In preparing for my upcoming Rcpp talk at the Oslo useR! Group, I started wondering how much of R is actually written in C or Fortran. I have of course been trained to think that vectorization is great, because then you let C or Fortran do the job, but how much of R is actually written in these languages? Some searching led me to this blog, which analyzes R-2.13.1. However, that post is from 2011, and at the time of writing R has reached version 3-5.2. In addition, the post uses Bash scripts rather than R itself. In this post, I hence reexamine the question, using R all the way, which will be a good exercise. Note that this analysis covers the functions in base R, i.e., stuff like apply()
, data.frame()
, plot()
, and (I guess, but really have no idea) the code that actually makes R run.
I start by defining the R version I want, and the path to which the source file should be saved.
r_version <- "3.5.2"
tarfile <- paste0("./R-", r_version, ".tar.gz")
Then I download the source:
download.file(url = paste0("https://cran.r-project.org/src/base/R-3/R-",
r_version, ".tar.gz"),
destfile = tarfile)
Having downloaded it, I unpack the tar file and remove it. We now have a R-3.5.2 directory.
untar(tarfile)
file.remove(tarfile)
## [1] TRUE
I also define the path to the source code, which is in the src
subdirectory.
(src_path <- paste0("./R-", r_version, "/src/"))
## [1] "./R-3.5.2/src/"
In order to see which files are in src
, I list all files that end with a .
followed by alphanumeric characters.
files <- list.files(src_path, pattern = "\\.[[:alnum:]]+$", recursive = TRUE)

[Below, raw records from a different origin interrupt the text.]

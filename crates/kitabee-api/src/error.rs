use axum::{
    Json,
    http::StatusCode,
    response::{IntoResponse, Response},
};
use serde_json::json;
use thiserror::Error;
use tracing::error;

/// Error type returned by every handler.
#[derive(Error, Debug)]
pub enum ApiError {
    #[error("Datastore error: {0:#}")]
    Datastore(#[from] anyhow::Error),

    #[error("Task join error: {0}")]
    TaskJoin(#[from] tokio::task::JoinError),

    #[error("Invalid input: {0}")]
    InvalidInput(String),

    #[error("Unauthorized")]
    Unauthorized,

    #[error("Forbidden: {0}")]
    Forbidden(&'static str),

    #[error("Not found")]
    NotFound,

    #[error("Conflict: {0}")]
    Conflict(&'static str),
}

impl ApiError {
    pub fn invalid(msg: impl Into<String>) -> Self {
        Self::InvalidInput(msg.into())
    }
}

impl IntoResponse for ApiError {
    fn into_response(self) -> Response {
        let (status, message) = match self {
            ApiError::Datastore(ref e) => {
                error!("Datastore error: {:#}", e);
                (StatusCode::INTERNAL_SERVER_ERROR, "Internal server error".to_string())
            }
            ApiError::TaskJoin(ref e) => {
                error!("spawn_blocking join error: {}", e);
                (StatusCode::INTERNAL_SERVER_ERROR, "Internal server error".to_string())
            }
            ApiError::InvalidInput(msg) => (StatusCode::BAD_REQUEST, msg),
            ApiError::Unauthorized => (StatusCode::UNAUTHORIZED, "Unauthorized".to_string()),
            ApiError::Forbidden(msg) => (StatusCode::FORBIDDEN, msg.to_string()),
            ApiError::NotFound => (StatusCode::NOT_FOUND, "Not found".to_string()),
            ApiError::Conflict(msg) => (StatusCode::CONFLICT, msg.to_string()),
        };

        (status, Json(json!({ "error": message }))).into_response()
    }
}

pub type ApiResult<T> = Result<T, ApiError>;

Next, I take a first look at all the file endings under src
. As we can see, the main languages are C (.c
), Fortran (.f
) and R (.R
).
library(stringr)
(file_count <- table(str_extract(files, "\\.[:alnum:]+$")))
##
## .3 .afm .bib .bmp .c .charset .csv .def
## 1 91 3 1 497 1 2 5
## .dif .dist .doc .enc .f .flate .gz .h
## 1 1 1 18 38 1 15 170
## .hide .html .ico .in .isl .iss .m .manifest
## 2 2 1 82 3 7 1 8
## .mo .modreg .notes .nw .packages .patch .pdf .png
## 279 1 1 1 1 1 18 3
## .po .portsrc .pot .R .rc .Rd .rda .Rnw
## 256 1 25 772 9 1422 9 21
## .RR .Rterm .rtest .rtf .rules .S .save .site
## 5 1 1 1 1 1 10 1
## .svg .tab .tcl .tgz .ts .txt .unix .win
## 1 6 11 15 1 9 1 47
## .windows .y .zi .zip
## 1 3 1 1
I now count the number of lines in each C, Fortran, and R file. I use the map
function from purrr
, which is part of the tidyverse. The pattern "\\.[c|f|R]$"
means everything that ends with a period followed by c, f or R.
library(tidyverse)
library(R.utils) # For countLines
stats <- str_subset(files, "\\.[c|f|R]$") %>%
split(str_extract(., "\\.[c|f|R]$")) %>%
map_dfr(function(x){
tibble(
Lines = sum(map_int(x, ~ countLines(paste0(src_path, .x)))),
Files = length(x)
)
}, .id = "Language") %>%
mutate(
Language = recode(Language, `.c` = "C", `.f` = "Fortran", `.R` = "R"),
LinesPct = paste(100 * round(Lines / sum(Lines), 2), "%"),
FilesPct = paste(100 * round(Files / sum(Files), 2), "%")
)
We now have the required numbers, and can make a plot.
ggplot(stats, aes(x = Language, y = Lines, label = LinesPct)) +
geom_col() +
geom_text(position = position_stack(vjust = 0.5), color = "white") +
ggtitle("Number of lines per language in base R")
So, the conclusion is that most of base R is written in C or Fortran, at least in terms of lines of code. This is of course good, because it lets us write fast code, e.g., through vectorization.
The number of files per language was shown above, but we can plot this as well.
ggplot(stats, aes(x = Language, y = Files, label = FilesPct)) +
geom_col() +
geom_text(position = position_stack(vjust = 0.5), color = "white") +
ggtitle("Number of lines per language in base R")
It seems like there are some really long files with Fortran code in there!
Finally I delete the R source code which was downloaded.
unlink(paste0("./R-", r_version), recursive = TRUE)
An interesting follow-up would be to study how this has changed over time, and also for CRAN packages.